Seuls des réalisateurs maghrébins (l’Algérien Abdelkrim Bahloul puis les Tunisiens Nouri Bouzid et Ridha Béhi) lui offriront des premiers rôles, notamment dans « Bezness » (1992) et « La boîte magique » (2002), tournés dans son pays natal. En France, il continue – au théâtre comme au cinéma – à vivre quotidiennement l’ostracisme. Ce rejet insidieux, il parviendra ensuite à le décrire, sans tomber dans la dénonciation ou l’amertume, dans ses trois premiers films : « La Faute à Voltaire », « L’Esquive » et « La Graine et le mulet ». On lui découvre alors une incroyable capacité à faire exploser la vie à l’écran, avec un naturel et un degré d’émotion qu’on ne voyait plus dans le cinéma français depuis des décennies.

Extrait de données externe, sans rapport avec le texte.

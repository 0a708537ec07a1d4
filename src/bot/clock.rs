// src/bot/clock.rs - Injectable time source

use chrono::{DateTime, Utc};
use std::sync::Arc;

/// Time source threaded through the moderation engine so mute expiry and
/// escalation timing are deterministic under test.
pub trait Clock: Send + Sync {
    fn now(&self) -> DateTime<Utc>;
}

/// Wall clock, the production source
#[derive(Debug, Clone, Default)]
pub struct SystemClock;

impl Clock for SystemClock {
    fn now(&self) -> DateTime<Utc> {
        Utc::now()
    }
}

impl Clock for Arc<dyn Clock> {
    fn now(&self) -> DateTime<Utc> {
        self.as_ref().now()
    }
}
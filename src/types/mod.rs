// src/types/mod.rs - Shared data types for moderation and leaderboard systems

use chrono::{DateTime, Utc};
use regex::Regex;
use serde::{Deserialize, Serialize};
use thiserror::Error;

/// One inbound chat message, normalized from the platform wire format
#[derive(Debug, Clone)]
pub struct ChatMessage {
    pub chat_id: i64,
    pub message_id: i64,
    pub user_id: i64,
    pub username: Option<String>,
    pub content: String,
    pub timestamp: DateTime<Utc>,
}

impl ChatMessage {
    /// Commands start with the platform-conventional slash prefix
    pub fn is_command(&self) -> bool {
        self.content.starts_with('/')
    }
}

/// Durable per-user moderation counters, one record per chat participant
#[derive(Debug, Clone, Serialize, Deserialize)]
pub struct UserRecord {
    pub user_id: i64,
    pub username: Option<String>,
    pub message_count: u64,
    pub warning_count: u32,
    pub join_seen_at: Option<DateTime<Utc>>,
    pub last_message_at: Option<DateTime<Utc>>,
    pub mute_until: Option<DateTime<Utc>>,
}

impl UserRecord {
    pub fn new(user_id: i64) -> Self {
        Self {
            user_id,
            username: None,
            message_count: 0,
            warning_count: 0,
            join_seen_at: None,
            last_message_at: None,
            mute_until: None,
        }
    }

    /// Lazy expiry: a stored mute in the past counts as no mute at all
    pub fn is_muted_at(&self, now: DateTime<Utc>) -> bool {
        matches!(self.mute_until, Some(until) if until > now)
    }
}

/// Aggregate snapshot over all user records
#[derive(Debug, Clone, Default, PartialEq, Eq)]
pub struct StoreStats {
    pub total_users: u64,
    pub total_messages: u64,
    pub total_warnings: u64,
    pub muted_users: u64,
}

/// Result of a warn action, including whether an escalation tier was crossed
#[derive(Debug, Clone)]
pub struct WarnOutcome {
    pub warning_count: u32,
    pub escalated: bool,
    pub mute_until: Option<DateTime<Utc>>,
}

/// Units accepted by the mute duration grammar `^\d+[mhd]?$`
#[derive(Debug, Clone, Copy, PartialEq, Eq)]
pub enum DurationUnit {
    Minute,
    Hour,
    Day,
}

impl DurationUnit {
    pub fn as_duration(&self, count: u32) -> chrono::Duration {
        match self {
            DurationUnit::Minute => chrono::Duration::minutes(count as i64),
            DurationUnit::Hour => chrono::Duration::hours(count as i64),
            DurationUnit::Day => chrono::Duration::days(count as i64),
        }
    }
}

/// A parsed mute duration token such as "10", "10m", "2h", "1d"
#[derive(Debug, Clone, Copy, PartialEq, Eq)]
pub struct MuteDuration {
    pub count: u32,
    pub unit: DurationUnit,
}

impl MuteDuration {
    pub fn minutes(count: u32) -> Self {
        Self {
            count,
            unit: DurationUnit::Minute,
        }
    }

    /// Parse a duration token. Suffix defaults to minutes when omitted.
    pub fn parse(token: &str) -> Result<Self, BotError> {
        // Compiled per call; duration tokens arrive at human command rates
        let re = Regex::new(r"^(\d+)([mhd]?)$").expect("duration grammar is valid");
        let caps = re.captures(token).ok_or_else(|| {
            BotError::Validation(format!("invalid duration '{token}', use like 10m, 2h, 1d"))
        })?;

        let count: u32 = caps[1]
            .parse()
            .map_err(|_| BotError::Validation(format!("duration '{token}' is out of range")))?;
        if count == 0 {
            return Err(BotError::Validation("duration must be positive".to_string()));
        }

        let unit = match &caps[2] {
            "h" => DurationUnit::Hour,
            "d" => DurationUnit::Day,
            _ => DurationUnit::Minute,
        };

        Ok(Self { count, unit })
    }

    pub fn as_duration(&self) -> chrono::Duration {
        self.unit.as_duration(self.count)
    }
}

/// Platform permissions revoked by a restriction window
#[derive(Debug, Clone, Copy, PartialEq, Eq)]
pub enum Restriction {
    SendMessages,
    SendMedia,
}

/// The set of permissions a restriction call revokes
#[derive(Debug, Clone, PartialEq, Eq)]
pub struct RestrictionSet {
    pub revoked: Vec<Restriction>,
}

impl RestrictionSet {
    /// The standard mute: no text, no media
    pub fn no_send() -> Self {
        Self {
            revoked: vec![Restriction::SendMessages, Restriction::SendMedia],
        }
    }
}

/// One named points entry in the remote leaderboard document
#[derive(Debug, Clone, Serialize, Deserialize, PartialEq)]
pub struct ScoreEntry {
    pub name: String,
    pub points: f64,
}

/// Typed domain errors; the command layer maps each variant to one reply
#[derive(Debug, Error)]
pub enum BotError {
    #[error("user '{0}' not found")]
    NotFound(String),

    #[error("{0}")]
    Validation(String),

    #[error("storage failure: {0}")]
    Storage(String),

    #[error("concurrent update conflict")]
    Conflict,

    #[error("permission denied: {0}")]
    Permission(String),

    #[error("platform call failed: {0}")]
    Platform(String),
}

pub type BotResult<T> = Result<T, BotError>;

#[cfg(test)]
mod tests {
    use super::*;

    #[test]
    fn duration_defaults_to_minutes() {
        let d = MuteDuration::parse("10").unwrap();
        assert_eq!(d, MuteDuration::minutes(10));
        assert_eq!(d.as_duration(), chrono::Duration::minutes(10));
    }

    #[test]
    fn duration_accepts_all_units() {
        assert_eq!(
            MuteDuration::parse("10m").unwrap().as_duration(),
            chrono::Duration::minutes(10)
        );
        assert_eq!(
            MuteDuration::parse("2h").unwrap().as_duration(),
            chrono::Duration::hours(2)
        );
        assert_eq!(
            MuteDuration::parse("1d").unwrap().as_duration(),
            chrono::Duration::days(1)
        );
    }

    #[test]
    fn duration_rejects_garbage() {
        for bad in ["abc", "10x", "-5m", "", "m", "5 m"] {
            assert!(
                matches!(MuteDuration::parse(bad), Err(BotError::Validation(_))),
                "expected rejection of {bad:?}"
            );
        }
    }

    #[test]
    fn duration_rejects_zero() {
        assert!(matches!(MuteDuration::parse("0"), Err(BotError::Validation(_))));
    }

    #[test]
    fn mute_expiry_is_lazy() {
        let now = Utc::now();
        let mut record = UserRecord::new(7);
        assert!(!record.is_muted_at(now));

        record.mute_until = Some(now + chrono::Duration::minutes(5));
        assert!(record.is_muted_at(now));
        assert!(!record.is_muted_at(now + chrono::Duration::minutes(6)));

        // Exactly at the boundary the window is over
        record.mute_until = Some(now);
        assert!(!record.is_muted_at(now));
    }
}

Les récompenses pleuvent : un Lion d’or de la meilleure première œuvre à Venise pour « La Faute à Voltaire » (2000), un record de cinq Césars successifs (dont le meilleur film français de l’année 2005) pour les deux autres films. Deux fois, ses oeuvres ont permis aux jeunes actrices principales de décrocher le César du meilleur espoir féminin (Sarah Forestier pour « L’Esquive » et Hafsia Herzi pour « La Graine et le mulet »), un sort enviable qui attend probablement la jeune Adèle Exarchopoulos cette année. Au milieu des années 2000, Abdellatif Kechiche est ainsi reconnu comme un formidable directeur d’acteurs et un grand découvreur de talents.
Et pourtant ce succès est loin de griser cet écorché vif. Kechiche le perfectionniste reste toujours insatisfait, cherchant à pousser dans ses derniers retranchements un cinéma qu’il veut réaliste. Cette volonté de faire revivre à l’écran une émotion toujours plus vraie et plus forte a cependant un prix : la longueur du tournage et la longueur finale de ses films.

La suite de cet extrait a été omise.